Define what work-life balance means to you

What doesn’t get measured, can’t be improved.  The first step to building work-life balance, then, is to define what “balance” means to you.

People sometimes believe that balance should look even and symmetrical… something like this:


In reality, though, balance is fluid – not static.  It’s less like a constant equilibrium, and more like an ebb and flow.  There will be times when, out of necessity, your balance skews more toward work or your business.  Likewise, your balance will sometimes skew more toward your personal life.

So, what does balance mean to you?  What are you seeking when you say that you’d like to improve your work-life balance?  It’s important to define this for yourself individually, because what feels balanced to me may not feel balanced to you.

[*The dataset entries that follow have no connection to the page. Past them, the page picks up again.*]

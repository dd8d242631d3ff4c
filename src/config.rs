// Settings file management

use anyhow::{Context, Result};
use serde::{Deserialize, Serialize};
use std::fs;
use std::path::{Path, PathBuf};
use std::time::Duration;

use crate::engine::worker::{EngineSettings, Timeouts};

#[derive(Debug, Clone, Default, Serialize, Deserialize)]
pub struct Config {
    #[serde(default)]
    pub tools: ToolsConfig,

    #[serde(default)]
    pub engine: EngineConfig,

    #[serde(default)]
    pub timeouts: TimeoutConfig,

    #[serde(default)]
    pub variants: VariantsConfig,
}

#[derive(Debug, Clone, Serialize, Deserialize)]
pub struct ToolsConfig {
    /// ffmpeg executable (name on PATH or absolute path)
    #[serde(default = "default_ffmpeg")]
    pub ffmpeg: String,

    #[serde(default = "default_ffprobe")]
    pub ffprobe: String,

    /// JPEG optimizer invoked as `<optimizer> <input> <output>`
    #[serde(default = "default_optimizer")]
    pub optimizer: String,
}

#[derive(Debug, Clone, Serialize, Deserialize)]
pub struct EngineConfig {
    /// Jobs allowed to run at once; 0 launches everything that is ready
    #[serde(default)]
    pub max_parallel: usize,

    /// How often each job's process is checked for liveness
    #[serde(default = "default_poll_interval_ms")]
    pub poll_interval_ms: u64,
}

/// Per-class wall clock limits in seconds; 0 disables the limit
#[derive(Debug, Clone, Serialize, Deserialize)]
pub struct TimeoutConfig {
    #[serde(default = "default_encode_secs")]
    pub encode_secs: u64,

    #[serde(default = "default_stream_secs")]
    pub stream_secs: u64,

    #[serde(default = "default_poster_secs")]
    pub poster_secs: u64,

    #[serde(default = "default_optimize_secs")]
    pub optimize_secs: u64,
}

#[derive(Debug, Clone, Default, Serialize, Deserialize)]
pub struct VariantsConfig {
    /// Reject unknown names in `--variants` instead of warning
    #[serde(default)]
    pub strict: bool,
}

fn default_ffmpeg() -> String {
    "ffmpeg".to_string()
}

fn default_ffprobe() -> String {
    "ffprobe".to_string()
}

fn default_optimizer() -> String {
    "guetzli".to_string()
}

fn default_poll_interval_ms() -> u64 {
    200
}

fn default_encode_secs() -> u64 {
    4 * 60 * 60
}

fn default_stream_secs() -> u64 {
    4 * 60 * 60
}

fn default_poster_secs() -> u64 {
    300
}

fn default_optimize_secs() -> u64 {
    900
}

impl Default for ToolsConfig {
    fn default() -> Self {
        Self {
            ffmpeg: default_ffmpeg(),
            ffprobe: default_ffprobe(),
            optimizer: default_optimizer(),
        }
    }
}

impl Default for EngineConfig {
    fn default() -> Self {
        Self {
            max_parallel: 0,
            poll_interval_ms: default_poll_interval_ms(),
        }
    }
}

impl Default for TimeoutConfig {
    fn default() -> Self {
        Self {
            encode_secs: default_encode_secs(),
            stream_secs: default_stream_secs(),
            poster_secs: default_poster_secs(),
            optimize_secs: default_optimize_secs(),
        }
    }
}

fn limit(secs: u64) -> Option<Duration> {
    (secs > 0).then(|| Duration::from_secs(secs))
}

impl TimeoutConfig {
    pub fn to_timeouts(&self) -> Timeouts {
        Timeouts {
            encode: limit(self.encode_secs),
            stream: limit(self.stream_secs),
            poster: limit(self.poster_secs),
            optimize: limit(self.optimize_secs),
        }
    }
}

impl Config {
    /// Get the path to the default settings file
    pub fn config_path() -> Result<PathBuf> {
        let config_dir = if cfg!(target_os = "macos") {
            dirs::home_dir()
                .context("Could not determine home directory")?
                .join(".config")
                .join("webvariants")
        } else {
            dirs::config_dir()
                .context("Could not determine config directory")?
                .join("webvariants")
        };

        Ok(config_dir.join("config.toml"))
    }

    /// Load the default settings file, or built-in defaults if there is none
    pub fn load() -> Result<Self> {
        let config_path = Self::config_path()?;

        if config_path.exists() {
            Self::load_from(&config_path)
        } else {
            tracing::debug!(
                "no settings file at {}, using defaults",
                config_path.display()
            );
            Ok(Config::default())
        }
    }

    /// Load an explicit settings file; it has to exist
    pub fn load_from(path: &Path) -> Result<Self> {
        let contents = fs::read_to_string(path)
            .with_context(|| format!("Failed to read config file: {}", path.display()))?;

        let config: Config = toml::from_str(&contents)
            .with_context(|| format!("Failed to parse config file: {}", path.display()))?;

        Ok(config)
    }

    /// Engine knobs derived from `[engine]` and `[timeouts]`
    pub fn engine_settings(&self) -> EngineSettings {
        EngineSettings {
            max_parallel: self.engine.max_parallel,
            poll_interval: Duration::from_millis(self.engine.poll_interval_ms.max(1)),
            timeouts: self.timeouts.to_timeouts(),
        }
    }
}
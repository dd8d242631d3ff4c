use std::ffi::OsString;
use std::path::Path;
use std::process::Command;

use super::run_config::RunConfig;
use super::types::{JobKind, PosterSize};
use crate::config::ToolsConfig;

/// Builds the external command for a job.
///
/// The executor only ever sees a [`Command`]; swapping the factory is how the
/// engine is driven without ffmpeg installed.
pub trait CommandFactory {
    fn command(&self, kind: JobKind, run: &RunConfig) -> Command;
}

/// Production templates: ffmpeg for every encode and poster step, the
/// configured optimizer for poster shrinking
#[derive(Debug, Clone)]
pub struct FfmpegCommands {
    tools: ToolsConfig,
}

impl FfmpegCommands {
    pub fn new(tools: ToolsConfig) -> Self {
        Self { tools }
    }
}

impl Default for FfmpegCommands {
    fn default() -> Self {
        Self::new(ToolsConfig::default())
    }
}

impl CommandFactory for FfmpegCommands {
    fn command(&self, kind: JobKind, run: &RunConfig) -> Command {
        build_job_cmd(kind, run, &self.tools)
    }
}

/// One HLS ladder step: (height, video bitrate, maxrate, bufsize, audio bitrate)
struct Rendition {
    height: u32,
    video_kbps: u32,
    max_kbps: u32,
    buf_kbps: u32,
    audio_kbps: u32,
}

const HLS_LADDER: [Rendition; 4] = [
    Rendition {
        height: 1080,
        video_kbps: 5000,
        max_kbps: 5350,
        buf_kbps: 7500,
        audio_kbps: 192,
    },
    Rendition {
        height: 720,
        video_kbps: 2800,
        max_kbps: 2996,
        buf_kbps: 4200,
        audio_kbps: 128,
    },
    Rendition {
        height: 480,
        video_kbps: 1400,
        max_kbps: 1498,
        buf_kbps: 2100,
        audio_kbps: 128,
    },
    Rendition {
        height: 360,
        video_kbps: 800,
        max_kbps: 856,
        buf_kbps: 1200,
        audio_kbps: 96,
    },
];

/// Keyframe interval shared by the streaming packages so segments align
const GOP: &str = "48";

fn ffmpeg(tools: &ToolsConfig, input: &Path) -> Command {
    let mut cmd = Command::new(&tools.ffmpeg);
    cmd.args(["-hide_banner", "-loglevel", "error", "-y", "-i"]);
    cmd.arg(input);
    cmd
}

fn apply_audio(cmd: &mut Command, run: &RunConfig, codec: &str, bitrate: &str) {
    if run.has_audio() {
        cmd.args(["-map", "0:a:0", "-c:a", codec, "-b:a", bitrate]);
    } else {
        cmd.arg("-an");
    }
}

fn apply_h264(cmd: &mut Command, crf: &str) {
    cmd.args([
        "-c:v",
        "libx264",
        "-preset",
        "medium",
        "-crf",
        crf,
        "-profile:v",
        "high",
        "-pix_fmt",
        "yuv420p",
        "-movflags",
        "+faststart",
    ]);
}

fn build_webm_cmd(run: &RunConfig, tools: &ToolsConfig) -> Command {
    let mut cmd = ffmpeg(tools, run.input_path());
    cmd.args(["-map", "0:v:0"]);
    cmd.args([
        "-c:v",
        "libvpx-vp9",
        "-crf",
        "32",
        "-b:v",
        "0",
        "-row-mt",
        "1",
        "-deadline",
        "good",
        "-cpu-used",
        "2",
    ]);
    apply_audio(&mut cmd, run, "libopus", "128k");
    cmd.arg(run.artifact_path(JobKind::Webm));
    cmd
}

fn build_h265_cmd(run: &RunConfig, tools: &ToolsConfig) -> Command {
    let mut cmd = ffmpeg(tools, run.input_path());
    cmd.args(["-map", "0:v:0"]);
    cmd.args([
        "-c:v",
        "libx265",
        "-preset",
        "medium",
        "-crf",
        "28",
        "-tag:v",
        "hvc1",
        "-pix_fmt",
        "yuv420p",
        "-movflags",
        "+faststart",
    ]);
    apply_audio(&mut cmd, run, "aac", "128k");
    cmd.arg(run.artifact_path(JobKind::H265));
    cmd
}

fn build_h264_cmd(kind: JobKind, run: &RunConfig, tools: &ToolsConfig) -> Command {
    let height = match kind {
        JobKind::H264p720 => Some(720),
        JobKind::H264p480 => Some(480),
        JobKind::H264p360 => Some(360),
        _ => None,
    };

    let mut cmd = ffmpeg(tools, run.input_path());
    cmd.args(["-map", "0:v:0"]);
    if let Some(h) = height {
        cmd.arg("-vf").arg(format!("scale=-2:{h}"));
    }
    apply_h264(&mut cmd, "23");
    apply_audio(&mut cmd, run, "aac", "128k");
    cmd.arg(run.artifact_path(kind));
    cmd
}

fn build_hls_cmd(run: &RunConfig, tools: &ToolsConfig) -> Command {
    let hls_dir = run.output_dir().join("hls");
    let mut cmd = ffmpeg(tools, run.input_path());

    // One decoded video stream fanned out to every ladder step
    let labels: String = (0..HLS_LADDER.len()).map(|i| format!("[v{i}]")).collect();
    let scalers: Vec<String> = HLS_LADDER
        .iter()
        .enumerate()
        .map(|(i, r)| format!("[v{i}]scale=-2:{}[v{i}out]", r.height))
        .collect();
    let graph = format!(
        "[0:v]split={}{};{}",
        HLS_LADDER.len(),
        labels,
        scalers.join(";")
    );
    cmd.arg("-filter_complex").arg(graph);

    for (i, r) in HLS_LADDER.iter().enumerate() {
        cmd.arg("-map").arg(format!("[v{i}out]"));
        cmd.arg(format!("-c:v:{i}")).arg("libx264");
        cmd.arg(format!("-b:v:{i}")).arg(format!("{}k", r.video_kbps));
        cmd.arg(format!("-maxrate:v:{i}"))
            .arg(format!("{}k", r.max_kbps));
        cmd.arg(format!("-bufsize:v:{i}"))
            .arg(format!("{}k", r.buf_kbps));
    }
    cmd.args([
        "-preset",
        "veryfast",
        "-g",
        GOP,
        "-keyint_min",
        GOP,
        "-sc_threshold",
        "0",
        "-pix_fmt",
        "yuv420p",
    ]);

    if run.has_audio() {
        for (i, r) in HLS_LADDER.iter().enumerate() {
            cmd.args(["-map", "0:a:0"]);
            cmd.arg(format!("-c:a:{i}")).arg("aac");
            cmd.arg(format!("-b:a:{i}")).arg(format!("{}k", r.audio_kbps));
        }
        cmd.args(["-ac", "2"]);
    } else {
        cmd.arg("-an");
    }

    let stream_map: Vec<String> = (0..HLS_LADDER.len())
        .map(|i| {
            if run.has_audio() {
                format!("v:{i},a:{i}")
            } else {
                format!("v:{i}")
            }
        })
        .collect();

    cmd.args([
        "-f",
        "hls",
        "-hls_time",
        "6",
        "-hls_playlist_type",
        "vod",
        "-hls_flags",
        "independent_segments",
        "-hls_segment_type",
        "mpegts",
    ]);
    cmd.arg("-hls_segment_filename")
        .arg(hls_dir.join("%v").join("segment%03d.ts"));
    cmd.args(["-master_pl_name", "master.m3u8"]);
    cmd.arg("-var_stream_map").arg(stream_map.join(" "));
    cmd.arg(hls_dir.join("%v").join("playlist.m3u8"));
    cmd
}

fn build_dash_cmd(run: &RunConfig, tools: &ToolsConfig) -> Command {
    let mut cmd = ffmpeg(tools, run.input_path());
    cmd.args(["-map", "0:v:0"]);
    cmd.args([
        "-c:v",
        "libx264",
        "-preset",
        "veryfast",
        "-crf",
        "23",
        "-g",
        GOP,
        "-keyint_min",
        GOP,
        "-sc_threshold",
        "0",
        "-pix_fmt",
        "yuv420p",
    ]);
    apply_audio(&mut cmd, run, "aac", "128k");
    cmd.args([
        "-f",
        "dash",
        "-seg_duration",
        "4",
        "-use_template",
        "1",
        "-use_timeline",
        "1",
        "-init_seg_name",
        "init-stream$RepresentationID$.m4s",
        "-media_seg_name",
        "chunk-stream$RepresentationID$-$Number%05d$.m4s",
    ]);
    cmd.arg(run.artifact_path(JobKind::Dash));
    cmd
}

fn build_poster_extract_cmd(run: &RunConfig, tools: &ToolsConfig) -> Command {
    let mut cmd = ffmpeg(tools, run.input_path());
    cmd.args([
        "-map",
        "0:v:0",
        "-vf",
        "thumbnail=300",
        "-frames:v",
        "1",
        "-q:v",
        "2",
        "-update",
        "1",
    ]);
    cmd.arg(run.artifact_path(JobKind::PosterExtract));
    cmd
}

fn build_poster_resize_cmd(size: PosterSize, run: &RunConfig, tools: &ToolsConfig) -> Command {
    let mut cmd = ffmpeg(tools, &run.artifact_path(JobKind::PosterExtract));
    cmd.arg("-vf").arg(format!("scale=-2:{}", size.height()));
    cmd.args(["-q:v", "2", "-update", "1"]);
    cmd.arg(run.artifact_path(JobKind::PosterResize(size)));
    cmd
}

fn build_poster_optimize_cmd(size: PosterSize, run: &RunConfig, tools: &ToolsConfig) -> Command {
    let kind = JobKind::PosterOptimize(size);
    let mut cmd = Command::new(&tools.optimizer);
    cmd.arg(run.artifact_path(kind));
    if let Some(candidate) = kind.candidate_path(run.name()) {
        cmd.arg(run.output_dir().join(candidate));
    }
    cmd
}

/// Build the command for one job from its template and the run config
pub fn build_job_cmd(kind: JobKind, run: &RunConfig, tools: &ToolsConfig) -> Command {
    match kind {
        JobKind::Webm => build_webm_cmd(run, tools),
        JobKind::H265 => build_h265_cmd(run, tools),
        JobKind::H264 | JobKind::H264p720 | JobKind::H264p480 | JobKind::H264p360 => {
            build_h264_cmd(kind, run, tools)
        }
        JobKind::Hls => build_hls_cmd(run, tools),
        JobKind::Dash => build_dash_cmd(run, tools),
        JobKind::PosterExtract => build_poster_extract_cmd(run, tools),
        JobKind::PosterResize(size) => build_poster_resize_cmd(size, run, tools),
        JobKind::PosterOptimize(size) => build_poster_optimize_cmd(size, run, tools),
    }
}

/// Render a command as a copy-pasteable shell line
pub fn format_cmd(cmd: &Command) -> String {
    let parts: Vec<String> = std::iter::once(cmd.get_program())
        .chain(cmd.get_args())
        .map(|s| s.to_string_lossy().into_owned())
        .collect();
    shlex::try_join(parts.iter().map(String::as_str)).unwrap_or_else(|_| parts.join(" "))
}

/// Plain argument vector, mainly for assertions
pub fn cmd_args(cmd: &Command) -> Vec<OsString> {
    cmd.get_args().map(|a| a.to_os_string()).collect()
}
/// Command line and output tree assertion utilities
use std::path::Path;

/// Check that a rendered command contains a fragment
#[allow(dead_code)]
pub fn assert_cmd_contains(cmd: &str, flag: &str) {
    assert!(
        cmd.contains(flag),
        "Expected command to contain '{}' but it didn't.\nCommand: {}",
        flag,
        cmd
    );
}

/// Check if a command string does NOT contain a specific flag
#[allow(dead_code)]
pub fn assert_cmd_not_contains(cmd: &str, flag: &str) {
    assert!(
        !cmd.contains(flag),
        "Expected command to NOT contain '{}' but it did.\nCommand: {}",
        flag,
        cmd
    );
}

/// Check if a command contains a flag with a specific value
#[allow(dead_code)]
pub fn assert_cmd_has_flag_value(cmd: &str, flag: &str, value: &str) {
    let pattern = format!("{} {}", flag, value);
    assert!(
        cmd.contains(&pattern),
        "Expected command to contain '{} {}' but it didn't.\nCommand: {}",
        flag,
        value,
        cmd
    );
}

/// Parse a flag value from the command (e.g., get "23" from "-crf 23")
#[allow(dead_code)]
pub fn get_flag_value<'a>(cmd: &'a str, flag: &str) -> Option<&'a str> {
    let pattern = format!(" {} ", flag);
    cmd.find(&pattern).and_then(|pos| {
        let after_flag = &cmd[pos + pattern.len()..];
        after_flag.split_whitespace().next()
    })
}

/// Every path must exist
#[allow(dead_code)]
pub fn assert_all_exist<P: AsRef<Path>>(paths: &[P]) {
    for path in paths {
        let path = path.as_ref();
        assert!(path.exists(), "Expected {} to exist", path.display());
    }
}

/// No path may exist
#[allow(dead_code)]
pub fn assert_none_exist<P: AsRef<Path>>(paths: &[P]) {
    for path in paths {
        let path = path.as_ref();
        assert!(!path.exists(), "Expected {} to be absent", path.display());
    }
}

#[cfg(test)]
mod tests {
    use super::*;

    #[test]
    fn test_get_flag_value() {
        let cmd = "ffmpeg -i input.mp4 -crf 23 -b:a 128k output.mp4";
        assert_eq!(get_flag_value(cmd, "-crf"), Some("23"));
        assert_eq!(get_flag_value(cmd, "-b:a"), Some("128k"));
        assert_eq!(get_flag_value(cmd, "-nonexistent"), None);
    }

    #[test]
    #[should_panic(expected = "Expected command to contain")]
    fn test_assert_cmd_contains_fails() {
        assert_cmd_contains("ffmpeg -i input.mp4", "-nonexistent");
    }
}
mod ffmpeg_cmd;
mod ffmpeg_info;
mod run_config;
mod types;

pub use ffmpeg_cmd::{CommandFactory, FfmpegCommands, build_job_cmd, cmd_args, format_cmd};
pub use ffmpeg_info::{ffmpeg_version, ffprobe_version, tool_available};
pub use run_config::{RunConfig, resolve_input};
pub use types::{Job, JobKind, JobStatus, PosterSize, TimeoutClass};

For example, on the day I wrote this article, my workday was over 16 hours long.  I worked from 4:00 a.m. to 8:30 p.m.  And, I’m okay with that.  Due to various circumstances, it happened to be a day where I worked a lot.  I have an easy day this Friday, and I’m taking off half of the following week for my birthday.  So, even though I don’t want to work 16 hours every day, I’m happy with the balance I’ve created overall.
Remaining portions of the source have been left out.